#### Exercise details
Search the data below, and report every line in which "sonnet" occurs.

[Data excerpts]

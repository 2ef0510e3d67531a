//! C9 — Request orchestrator: ties C1–C8 together in the strict order spec
//! §4.9 lays out. The HTTP layer (axum handlers in the `memoryrouter-server`
//! binary) parses headers/body and calls into [`Engine`]; nothing here knows
//! about axum, so the pipeline can be exercised directly in tests.

use std::sync::Arc;
use std::time::Instant;

use crate::cache::{BlockEntry, BlockedCache};
use crate::config::RouterConfig;
use crate::error::{RouterError, RouterResult};
use crate::kronos::window::WindowConfig;
use crate::providers::{build_raw_target, build_target, detect_provider, Dispatcher, GoogleVerb, ProviderCredential, ProviderKeySet};
use crate::store::auth::UserContext;
use crate::store::billing::{NoPaymentProcessor, PaymentProcessor};
use crate::store::usage::UsageEvent;
use crate::store::Store;
use crate::tokenizer::estimate_tokens;
use crate::transformer::format::{format_memory_block, MemoryStyle};
use crate::truncator::{plan_truncation, usable_budget, MemoryChunkInfo};
use crate::types::{MemoryMode, RecencyBias, Role, Scope};
use crate::vault::registry::VaultRegistry;
use crate::vault::{ScoredChunk, Vault};
use crate::embedder::Embedder;

/// Everything resolved from the inbound auth headers (spec §4.9 step 1).
#[derive(Debug, Clone)]
pub struct AuthOutcome {
    pub memory_key: String,
    pub user_id: String,
    /// `true` when auth arrived via `X-Memory-Key`, which means the
    /// `Authorization` header (if present) is the caller's own upstream
    /// credential and must be forwarded verbatim rather than resolved
    /// through the user's stored provider keys.
    pub pass_through: bool,
}

/// Per-request knobs parsed from headers/body (spec §4.4, §4.9 step 2).
#[derive(Debug, Clone)]
pub struct RequestOptions {
    pub mode: MemoryMode,
    pub bias: RecencyBias,
    pub context_limit: Option<u32>,
    pub store_input: bool,
    pub store_response: bool,
    pub session_id: Option<String>,
}

impl Default for RequestOptions {
    fn default() -> Self {
        Self {
            mode: MemoryMode::Default,
            bias: RecencyBias::Medium,
            context_limit: None,
            store_input: true,
            store_response: true,
            session_id: None,
        }
    }
}

/// The result of the retrieve+format+truncate pipeline (spec §4.9 steps 4–6),
/// carrying everything the response-header set (§4.9 step 6) needs.
#[derive(Debug, Clone, Default)]
pub struct RetrievalOutcome {
    pub memory_block: Option<String>,
    pub tokens_retrieved: u64,
    pub chunks_retrieved: u64,
    pub tokens_injected: u64,
    pub truncated: bool,
    pub truncated_details: Option<String>,
}

/// Timing captured across the pipeline, surfaced as `X-MR-Processing-Ms` /
/// `X-Provider-Response-Ms` / `X-Total-Ms`.
#[derive(Debug, Clone, Copy, Default)]
pub struct RequestTimings {
    pub mr_processing_ms: u64,
    pub provider_response_ms: u64,
}

pub struct Engine {
    pub cfg: RouterConfig,
    pub store: Store,
    pub vaults: VaultRegistry,
    pub embedder: Arc<dyn Embedder>,
    pub dispatcher: Dispatcher,
    pub blocked: BlockedCache,
    pub payment_processor: Arc<dyn PaymentProcessor>,
}
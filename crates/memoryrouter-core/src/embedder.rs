//! C1 — Embedder: text → unit-normalised float vector of fixed dimension.
//!
//! Stateless, deterministic for a given text + model version. May block for
//! tens of milliseconds (it's a network round-trip to an embedding endpoint).
//! Failures bubble up; callers degrade to "no memory" rather than failing
//! the request (spec §4.1, §7 `RetrievalUnavailable`).

use crate::error::{RouterError, RouterResult};
use serde_json::json;
use std::time::Duration;

#[async_trait::async_trait]
pub trait Embedder: Send + Sync {
    async fn embed(&self, text: &str) -> RouterResult<Vec<f32>>;
    fn dims(&self) -> usize;
}

/// Calls an OpenAI-compatible `/embeddings`-style endpoint (Ollama's
/// `/api/embeddings` by default; any compatible endpoint works).
pub struct HttpEmbedder {
    client: reqwest::Client,
    endpoint: String,
    model: String,
    dims: usize,
}

impl HttpEmbedder {
    pub fn new(endpoint: impl Into<String>, model: impl Into<String>, dims: usize) -> Self {
        Self {
            client: reqwest::Client::builder()
                .connect_timeout(Duration::from_secs(10))
                .timeout(Duration::from_secs(30))
                .build()
                .unwrap_or_default(),
            endpoint: endpoint.into(),
            model: model.into(),
            dims,
        }
    }
}

#[async_trait::async_trait]
impl Embedder for HttpEmbedder {
    async fn embed(&self, text: &str) -> RouterResult<Vec<f32>> {
        let resp = self
            .client
            .post(&self.endpoint)
            .json(&json!({ "model": self.model, "prompt": text }))
            .send()
            .await
            .map_err(RouterError::Network)?;

        if !resp.status().is_success() {
            let status = resp.status().as_u16();
            let body = resp.text().await.unwrap_or_default();
            return Err(RouterError::ProviderError {
                provider: "embedder".into(),
                status,
                body,
            });
        }

        let value: serde_json::Value = resp.json().await.map_err(RouterError::Network)?;
        let raw = value
            .get("embedding")
            .or_else(|| value.get("data").and_then(|d| d.get(0)).and_then(|d| d.get("embedding")))
            .ok_or_else(|| RouterError::RetrievalUnavailable("embedder returned no vector".into()))?;

        let vec: Vec<f32> = raw
            .as_array()
            .ok_or_else(|| RouterError::RetrievalUnavailable("embedder vector not an array".into()))?
            .iter()
            .filter_map(|v| v.as_f64())
            .map(|v| v as f32)
            .collect();

        Ok(normalize(vec))
    }

    fn dims(&self) -> usize {
        self.dims
    }
}

/// Unit-normalise a vector. Zero-length vectors are returned unchanged
/// (a degenerate embedding is still storable; search against it just scores
/// near zero for every query).
pub fn normalize(mut v: Vec<f32>) -> Vec<f32> {
    let norm: f32 = v.iter().map(|x| x * x).sum::<f32>().sqrt();
    if norm > 1e-12 {
        for x in v.iter_mut() {
            *x /= norm;
        }
    }
    v
}

/// Cosine similarity between two equal-length vectors. 0.0 if either is
/// empty or the lengths mismatch.
pub fn cosine_similarity(a: &[f32], b: &[f32]) -> f64 {
    if a.len() != b.len() || a.is_empty() {
        return 0.0;
    }
    let mut dot = 0.0f64;
    let mut norm_a = 0.0f64;
    let mut norm_b = 0.0f64;
    for (x, y) in a.iter().zip(b.iter()) {
        let x = *x as f64;
        let y = *y as f64;
        dot += x * y;
        norm_a += x * x;
        norm_b += y * y;
    }
    let denom = norm_a.sqrt() * norm_b.sqrt();
    if denom < 1e-12 {
        0.0
    } else {
        dot / denom
    }
}

/// Test double: deterministic hash-based "embedding" with no network call.
pub struct FakeEmbedder {
    pub dims: usize,
}

#[async_trait::async_trait]
impl Embedder for FakeEmbedder {
    async fn embed(&self, text: &str) -> RouterResult<Vec<f32>> {
        use sha2::{Digest, Sha256};
        let mut v = vec![0f32; self.dims];
        let digest = Sha256::digest(text.as_bytes());
        for (i, slot) in v.iter_mut().enumerate() {
            *slot = digest[i % digest.len()] as f32 - 128.0;
        }
        Ok(normalize(v))
    }

    fn dims(&self) -> usize {
        self.dims
    }
}

#[cfg(test)]
mod tests {
    use super::*;

    #[test]
    fn cosine_identical_is_one() {
        let v = normalize(vec![1.0, 2.0, 3.0]);
        assert!((cosine_similarity(&v, &v) - 1.0).abs() < 1e-6);
    }

    #[test]
    fn cosine_orthogonal_is_zero() {
        let a = normalize(vec![1.0, 0.0]);
        let b = normalize(vec![0.0, 1.0]);
        assert!(cosine_similarity(&a, &b).abs() < 1e-6);
    }

    #[test]
    fn cosine_mismatched_len_is_zero() {
        assert_eq!(cosine_similarity(&[1.0, 0.0], &[1.0]), 0.0);
    }

    #[tokio::test]
    async fn fake_embedder_is_deterministic() {
        let e = FakeEmbedder { dims: 16 };
        let a = e.embed("hello world").await.unwrap();
        let b = e.embed("hello world").await.unwrap();
        assert_eq!(a, b);
        assert_eq!(a.len(), 16);
    }
}
//! Shared application state handed to every axum handler via `State`.

use std::sync::Arc;

use memoryrouter_core::orchestrator::Engine;

#[derive(Clone)]
pub struct AppState {
    pub engine: Arc<Engine>,
    /// `MEMORYROUTER_ADMIN_SECRET`, checked against `X-Admin-Secret` for
    /// `/v1/admin/*` routes that aren't authenticated by an `mk_admin*` key.
    pub admin_secret: Option<String>,
}
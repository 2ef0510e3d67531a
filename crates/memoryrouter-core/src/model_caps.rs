//! Per-model context-window and max-output-token registry, used by the
//! truncator (C5) to size its budget. Adapted from the teacher's
//! `engine/engram/model_caps.rs`: normalise the model name, then match by
//! exact name, then by longest-prefix family match, then fall back to a
//! conservative default.

use std::sync::LazyLock;

#[derive(Debug, Clone, Copy)]
pub struct ModelCaps {
    pub context_window: u32,
    pub max_output_tokens: u32,
}

struct ModelEntry {
    prefix: &'static str,
    caps: ModelCaps,
}

/// Fallback used when no registry entry matches at all.
pub const DEFAULT_CAPS: ModelCaps = ModelCaps {
    context_window: 32_000,
    max_output_tokens: 4_096,
};

/// Ordered most-specific-first; `resolve` takes the first prefix match.
static REGISTRY: LazyLock<Vec<ModelEntry>> = LazyLock::new(|| {
    vec![
        ModelEntry { prefix: "gpt-4o-mini", caps: ModelCaps { context_window: 128_000, max_output_tokens: 16_384 } },
        ModelEntry { prefix: "gpt-4o", caps: ModelCaps { context_window: 128_000, max_output_tokens: 16_384 } },
        ModelEntry { prefix: "gpt-4-turbo", caps: ModelCaps { context_window: 128_000, max_output_tokens: 4_096 } },
        ModelEntry { prefix: "gpt-4", caps: ModelCaps { context_window: 8_192, max_output_tokens: 4_096 } },
        ModelEntry { prefix: "gpt-3.5", caps: ModelCaps { context_window: 16_385, max_output_tokens: 4_096 } },
        ModelEntry { prefix: "o1-mini", caps: ModelCaps { context_window: 128_000, max_output_tokens: 65_536 } },
        ModelEntry { prefix: "o1", caps: ModelCaps { context_window: 200_000, max_output_tokens: 100_000 } },
        ModelEntry { prefix: "o3", caps: ModelCaps { context_window: 200_000, max_output_tokens: 100_000 } },
        ModelEntry { prefix: "claude-3-5-haiku", caps: ModelCaps { context_window: 200_000, max_output_tokens: 8_192 } },
        ModelEntry { prefix: "claude-3-5-sonnet", caps: ModelCaps { context_window: 200_000, max_output_tokens: 8_192 } },
        ModelEntry { prefix: "claude-3-opus", caps: ModelCaps { context_window: 200_000, max_output_tokens: 4_096 } },
        ModelEntry { prefix: "claude-3", caps: ModelCaps { context_window: 200_000, max_output_tokens: 4_096 } },
        ModelEntry { prefix: "claude-2", caps: ModelCaps { context_window: 100_000, max_output_tokens: 4_096 } },
        ModelEntry { prefix: "gemini-1.5-pro", caps: ModelCaps { context_window: 2_000_000, max_output_tokens: 8_192 } },
        ModelEntry { prefix: "gemini-1.5-flash", caps: ModelCaps { context_window: 1_000_000, max_output_tokens: 8_192 } },
        ModelEntry { prefix: "gemini-2.0", caps: ModelCaps { context_window: 1_000_000, max_output_tokens: 8_192 } },
        ModelEntry { prefix: "gemini", caps: ModelCaps { context_window: 1_000_000, max_output_tokens: 8_192 } },
        ModelEntry { prefix: "grok-2", caps: ModelCaps { context_window: 131_072, max_output_tokens: 4_096 } },
        ModelEntry { prefix: "grok", caps: ModelCaps { context_window: 131_072, max_output_tokens: 4_096 } },
        ModelEntry { prefix: "deepseek-reasoner", caps: ModelCaps { context_window: 64_000, max_output_tokens: 8_192 } },
        ModelEntry { prefix: "deepseek-chat", caps: ModelCaps { context_window: 64_000, max_output_tokens: 8_192 } },
        ModelEntry { prefix: "mistral-large", caps: ModelCaps { context_window: 128_000, max_output_tokens: 4_096 } },
        ModelEntry { prefix: "mixtral", caps: ModelCaps { context_window: 32_768, max_output_tokens: 4_096 } },
        ModelEntry { prefix: "llama3.1", caps: ModelCaps { context_window: 128_000, max_output_tokens: 4_096 } },
        ModelEntry { prefix: "llama3", caps: ModelCaps { context_window: 8_192, max_output_tokens: 4_096 } },
        ModelEntry { prefix: "llama", caps: ModelCaps { context_window: 4_096, max_output_tokens: 2_048 } },
    ]
});

/// Lowercase and strip the date/variant suffixes providers tack onto model
/// ids (`-2024-11-20`, `-preview`, `-latest`, `-exp`), so `gpt-4o-2024-08-06`
/// matches the same registry entry as `gpt-4o`.
pub fn normalize_model_name(model: &str) -> String {
    let lower = model.to_ascii_lowercase();
    let mut s = lower.as_str();
    for suffix in ["-latest", "-preview", "-exp", "-experimental"] {
        if let Some(stripped) = s.strip_suffix(suffix) {
            s = stripped;
        }
    }
    // Strip a trailing date stamp like "-2024-11-20" or "-20241120".
    let re_date = regex::Regex::new(r"-\d{4}-\d{2}-\d{2}$|-\d{8}$").unwrap();
    re_date.replace(s, "").to_string()
}

/// Resolve capabilities for `model`: exact match first, then the longest
/// registry prefix the normalised name starts with, then `DEFAULT_CAPS`.
pub fn resolve_model_capabilities(model: &str) -> ModelCaps {
    let normalized = normalize_model_name(model);

    if let Some(entry) = REGISTRY.iter().find(|e| e.prefix == normalized) {
        return entry.caps;
    }

    REGISTRY
        .iter()
        .filter(|e| normalized.starts_with(e.prefix))
        .max_by_key(|e| e.prefix.len())
        .map(|e| e.caps)
        .unwrap_or(DEFAULT_CAPS)
}

pub fn resolve_context_window(model: &str, fallback: Option<u32>) -> u32 {
    fallback.unwrap_or_else(|| resolve_model_capabilities(model).context_window)
}

pub fn resolve_max_output_tokens(model: &str, fallback: Option<u32>) -> u32 {
    fallback.unwrap_or_else(|| resolve_model_capabilities(model).max_output_tokens)
}

#[cfg(test)]
mod tests {
    use super::*;

    #[test]
    fn exact_match_wins() {
        let caps = resolve_model_capabilities("gpt-4o");
        assert_eq!(caps.context_window, 128_000);
    }

    #[test]
    fn dated_suffix_normalises_to_family() {
        let caps = resolve_model_capabilities("gpt-4o-2024-08-06");
        assert_eq!(caps.context_window, 128_000);
    }

    #[test]
    fn longest_prefix_wins_over_shorter_family() {
        let caps = resolve_model_capabilities("claude-3-5-sonnet-20241022");
        assert_eq!(caps.max_output_tokens, 8_192);
    }

    #[test]
    fn unknown_model_gets_default() {
        let caps = resolve_model_capabilities("some-future-model-nobody-heard-of");
        assert_eq!(caps.context_window, DEFAULT_CAPS.context_window);
    }

    #[test]
    fn latest_suffix_is_stripped() {
        assert_eq!(normalize_model_name("gemini-1.5-pro-latest"), "gemini-1.5-pro");
    }
}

#### Answer section
        ModelEntry { prefix: "claude-3-5-sonnet", caps: ModelCaps { context_window: 200_000, max_output_tokens: 8_192 } },
        let caps = resolve_model_capabilities("claude-3-5-sonnet-20241022");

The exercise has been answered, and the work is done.